As per Income Tax Act, 1961 the assessing officer is never required to forward a draft order of assessment. Maximum amount of penalty is 300% of the amount of tax, but the same AO can waive the penalty. Appeal can be filed before ITAT against an order passed by the CIT directing revision of assessment. The appeal against ITAT order is eligible to be filed in the High Court.

The assessing officer is required to forward a draft of the proposed order of assessment in case the variation to the returned income is in excess of prescribed limit. Maximum penalty for willful under-reporting of tax can be 200% of tax but no income tax authority shall have the power to waive penalties. No appeal shall lie to the ITAT against an order passed by the CIT directing revision of assessment. The appeal against ITAT order lies with National Tax Tribunal and not High Court.
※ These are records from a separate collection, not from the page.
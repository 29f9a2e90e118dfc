//! Chapter-level pipeline behavior against the fake engine.

use std::sync::Arc;

use crate::config::{PipelineConfig, SAMPLE_RATE};
use crate::engine::voice::{VoiceSpec, DEFAULT_PRESET};
use crate::engine::VoicePrompt;
use crate::progress::CancellationToken;
use crate::synth::pipeline::{ChapterOutcome, SpeechPipeline};
use crate::text::segment::{SentenceSegmenter, SentenceSpan};

use super::support::{fake_samples_for, FakeEngine};

fn pipeline_with(engine: Arc<FakeEngine>) -> SpeechPipeline {
    SpeechPipeline::new(engine, &VoiceSpec::Default, PipelineConfig::default()).unwrap()
}

const FIVE_SENTENCES: &str = "One two. Three four. Five six. Seven eight. Nine ten.";

#[test]
fn test_progress_reaches_exactly_100() {
    let engine = Arc::new(FakeEngine::new());
    let pipeline = pipeline_with(engine.clone());

    let mut reported = Vec::new();
    let outcome = pipeline.generate_chapter(
        FIVE_SENTENCES,
        |p| reported.push(p),
        &CancellationToken::new(),
    );

    assert!(matches!(outcome, ChapterOutcome::Rendered(_)));
    // Exactly one call per sentence, strictly increasing, ending on 100.
    assert_eq!(reported.len(), 5);
    for pair in reported.windows(2) {
        assert!(pair[1] > pair[0], "progress must strictly increase: {:?}", reported);
    }
    assert_eq!(*reported.last().unwrap(), 100.0);
}

#[test]
fn test_progress_reaches_100_even_when_everything_fails() {
    // A marker matching every sentence makes all synthesis fail.
    let engine = Arc::new(FakeEngine::failing_on(&[""]));
    let pipeline = pipeline_with(engine);

    let mut reported = Vec::new();
    let outcome = pipeline.generate_chapter(
        FIVE_SENTENCES,
        |p| reported.push(p),
        &CancellationToken::new(),
    );

    assert!(matches!(outcome, ChapterOutcome::Empty));
    assert_eq!(reported.len(), 5);
    assert_eq!(*reported.last().unwrap(), 100.0);
}

#[test]
fn test_pause_selection_by_boundary() {
    let engine = Arc::new(FakeEngine::new());
    let pipeline = pipeline_with(engine.clone());
    let config = PipelineConfig::default();

    let text = "First part. Second part.\n\nThird part.";
    let ChapterOutcome::Rendered(samples) = pipeline.generate_chapter(
        text,
        |_| {},
        &CancellationToken::new(),
    ) else {
        panic!("expected rendered audio");
    };

    let sentence_pause = (config.sentence_pause * SAMPLE_RATE as f32) as usize;
    let paragraph_pause = (config.paragraph_pause * SAMPLE_RATE as f32) as usize;
    let expected = fake_samples_for(&engine, "First part.")
        + sentence_pause
        + fake_samples_for(&engine, "Second part.")
        + paragraph_pause
        + fake_samples_for(&engine, "Third part.");
    assert_eq!(samples.len(), expected);
}

#[test]
fn test_failed_segment_is_omitted_not_fatal() {
    let engine = Arc::new(FakeEngine::failing_on(&["Second"]));
    let pipeline = pipeline_with(engine.clone());
    let config = PipelineConfig::default();

    let text = "First part. Second part. Third part.";
    let mut reported = Vec::new();
    let ChapterOutcome::Rendered(samples) = pipeline.generate_chapter(
        text,
        |p| reported.push(p),
        &CancellationToken::new(),
    ) else {
        panic!("one failing segment must not sink the chapter");
    };

    // The failed sentence contributes neither audio nor a trailing pause.
    let sentence_pause = (config.sentence_pause * SAMPLE_RATE as f32) as usize;
    let expected = fake_samples_for(&engine, "First part.")
        + sentence_pause
        + fake_samples_for(&engine, "Third part.");
    assert_eq!(samples.len(), expected);

    // Progress still covers every sentence.
    assert_eq!(reported.len(), 3);
    assert_eq!(*reported.last().unwrap(), 100.0);
}

#[test]
fn test_cancellation_mid_chapter() {
    let engine = Arc::new(FakeEngine::new());
    let pipeline = pipeline_with(engine);
    let cancel = CancellationToken::new();

    let mut reported = Vec::new();
    let cancel_after = cancel.clone();
    let outcome = pipeline.generate_chapter(
        FIVE_SENTENCES,
        |p| {
            reported.push(p);
            if reported.len() == 2 {
                cancel_after.cancel();
            }
        },
        &cancel,
    );

    assert!(matches!(outcome, ChapterOutcome::Cancelled));
    // The 2nd of 5 sentences reported 40%; nothing ran after the flag was set.
    assert_eq!(reported, vec![20.0, 40.0]);
}

/// Segmenter that never finds a sentence.
struct NullSegmenter;

impl SentenceSegmenter for NullSegmenter {
    fn segment(&self, _text: &str) -> Vec<SentenceSpan> {
        Vec::new()
    }
}

#[test]
fn test_whole_text_fallback_when_segmenter_finds_nothing() {
    let engine = Arc::new(FakeEngine::new());
    let pipeline = pipeline_with(engine.clone()).with_segmenter(Box::new(NullSegmenter));

    let text = "unsegmentable blob of text";
    let outcome = pipeline.generate_chapter(text, |_| {}, &CancellationToken::new());

    assert!(matches!(outcome, ChapterOutcome::Rendered(_)));
    assert_eq!(engine.recorded_calls(), vec![text.to_string()]);
}

#[test]
fn test_empty_text_yields_empty_outcome() {
    let engine = Arc::new(FakeEngine::new());
    let pipeline = pipeline_with(engine.clone());

    let outcome = pipeline.generate_chapter("   \n ", |_| {}, &CancellationToken::new());
    assert!(matches!(outcome, ChapterOutcome::Empty));
    assert!(engine.recorded_calls().is_empty());
}

#[test]
fn test_voice_resolved_once_to_default_preset() {
    let engine = Arc::new(FakeEngine::new());
    let pipeline = pipeline_with(engine.clone());

    pipeline.generate_chapter(FIVE_SENTENCES, |_| {}, &CancellationToken::new());
    pipeline.generate_chapter(FIVE_SENTENCES, |_| {}, &CancellationToken::new());

    // One resolution at construction, reused across chapters.
    assert_eq!(
        engine.recorded_prompts(),
        vec![VoicePrompt::Preset(DEFAULT_PRESET.to_string())]
    );
}

#[test]
fn test_preview_caps_input_length() {
    let engine = Arc::new(FakeEngine::new());
    let pipeline = pipeline_with(engine.clone());

    let long_text = "a".repeat(600);
    let samples = pipeline.preview(&long_text).expect("preview should render");

    let calls = engine.recorded_calls();
    assert_eq!(calls.len(), 1);
    assert_eq!(calls[0].chars().count(), 500);
    assert_eq!(samples.len(), fake_samples_for(&engine, &calls[0]));
}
There is no such provision for upfront determination of the arm’s length pricing or pricing methodology.

Transfer Pricing matter will be well settled under proposed Advance Pricing Agreement (APA), under which an agreement between the taxpayer and the tax authorities for the upfront determination of the arm’s length pricing/pricing methodology of an international transaction will be made but shall not be effective for more than five consecutive years.


As per Income Tax Act, 1961 there is no such provision.
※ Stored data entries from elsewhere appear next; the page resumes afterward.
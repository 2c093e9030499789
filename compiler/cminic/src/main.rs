//! CLI entry point: reads a C-subset source file, lexes, parses, and emits
//! x86-64 assembly, mirroring the source compiler's `argv[1]`-driven
//! pipeline with an actual argument parser bolted on.

use std::fs;
use std::io::Write as _;
use std::path::PathBuf;
use std::process::ExitCode;

use clap::{Parser as ClapParser, ValueEnum};
use cminic_session::{Diagnostic, Source};
use tracing::instrument;

/// What kind of output to produce. A closed enum so adding a future kind
/// (e.g. an object file) doesn't change the shape of existing call sites.
#[derive(Debug, Clone, Copy, PartialEq, Eq, ValueEnum)]
enum EmitKind {
    Asm,
}

/// A C-subset-to-x86-64 compiler.
#[derive(Debug, ClapParser)]
#[command(name = "cminic", version, about)]
struct Cli {
    /// Path to the C source file to compile.
    source: PathBuf,

    /// Where to write the output. Defaults to stdout.
    #[arg(short, long)]
    output: Option<PathBuf>,

    /// What to emit.
    #[arg(long, value_enum, default_value_t = EmitKind::Asm)]
    emit: EmitKind,
}

fn main() -> ExitCode {
    if let Err(err) = cminic_log::Logger::init_logger(cminic_log::LoggerConfig::from_env("CMINIC")) {
        eprintln!("cminic: failed to initialize logging: {err}");
    }

    let cli = Cli::parse();
    match run(&cli) {
        Ok(()) => ExitCode::SUCCESS,
        Err(Fatal::Diagnostic(source, diag)) => {
            eprintln!("{}", diag.render(&source));
            ExitCode::FAILURE
        }
        Err(Fatal::Io(msg)) => {
            eprintln!("cminic: {msg}");
            ExitCode::FAILURE
        }
    }
}

enum Fatal {
    Diagnostic(Source, Diagnostic),
    Io(String),
}

#[instrument(skip(cli))]
fn run(cli: &Cli) -> Result<(), Fatal> {
    let EmitKind::Asm = cli.emit;

    let text = fs::read_to_string(&cli.source)
        .map_err(|e| Fatal::Io(format!("cannot read '{}': {e}", cli.source.display())))?;
    let source = Source::new(cli.source.clone(), text.clone());

    let asm = compile(&text).map_err(|diag| Fatal::Diagnostic(source, diag))?;

    match &cli.output {
        Some(path) => {
            fs::write(path, asm)
                .map_err(|e| Fatal::Io(format!("cannot write '{}': {e}", path.display())))?;
        }
        None => {
            std::io::stdout()
                .write_all(asm.as_bytes())
                .map_err(|e| Fatal::Io(format!("cannot write to stdout: {e}")))?;
        }
    }
    Ok(())
}

/// Lex, parse, and generate code for a full translation unit's text.
fn compile(text: &str) -> Result<String, Diagnostic> {
    let (tokens, strings) = cminic_lexer::tokenize(text)?;
    let program = cminic_parser::parse(&tokens, strings)?;
    cminic_codegen::codegen(&program)
}

#[cfg(test)]
mod tests {
    use super::*;

    #[test]
    fn compiles_a_minimal_program() {
        let asm = compile("int main() { return 42; }").unwrap();
        assert!(asm.contains(".globl main"));
        assert!(asm.contains("mov rax, 42"));
    }

    #[test]
    fn reports_a_diagnostic_for_undeclared_identifiers() {
        let err = compile("int main() { return x; }").unwrap_err();
        assert!(err.message.contains("not declared"));
    }
}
Every business will constitute a separate source and will be computed separately.


As per Income Tax Act, 1961 loss on Sale of business capital assets will be treated as Short term capital loss and will be allowed to be carried forward up to 8 eight assessment year.

As a disincentive to asset stripping and loss manipulation, the loss on sale of business capital assets will be treated as intangible asset and depreciation will be allowed at the same rates applicable to the relevant block of assets, therefore allowing a fraction of the loss every year.


There is Provision of choice between Income Tax Act and Double Taxation Avoidance Agreement; whichever is beneficial to the assessee. 

The code states that neither a Double Taxation Avoidance Agreement (DTAA) nor the code shall have a preferential status by reason of its being a DTAA or law. However in case of a conflict between the code and DTAA, the one that is later in point of time shall prevail.


Presumptive tax system wherein assuming 8% of turnover as taxable profit were available to retail business having turnover upto Rs.40 lakhs.

The limit of turnover for such presumptive tax system for retail business is raised to turnover upto Rs.100 lakhs.


Carry forward and set-off of losses of unlisted companies in the hands of amalgamated company will lapse with change in shareholding of 50% or more.

Such carry forward and set-off of losses will not lapse even with change in shareholding of 50% or more.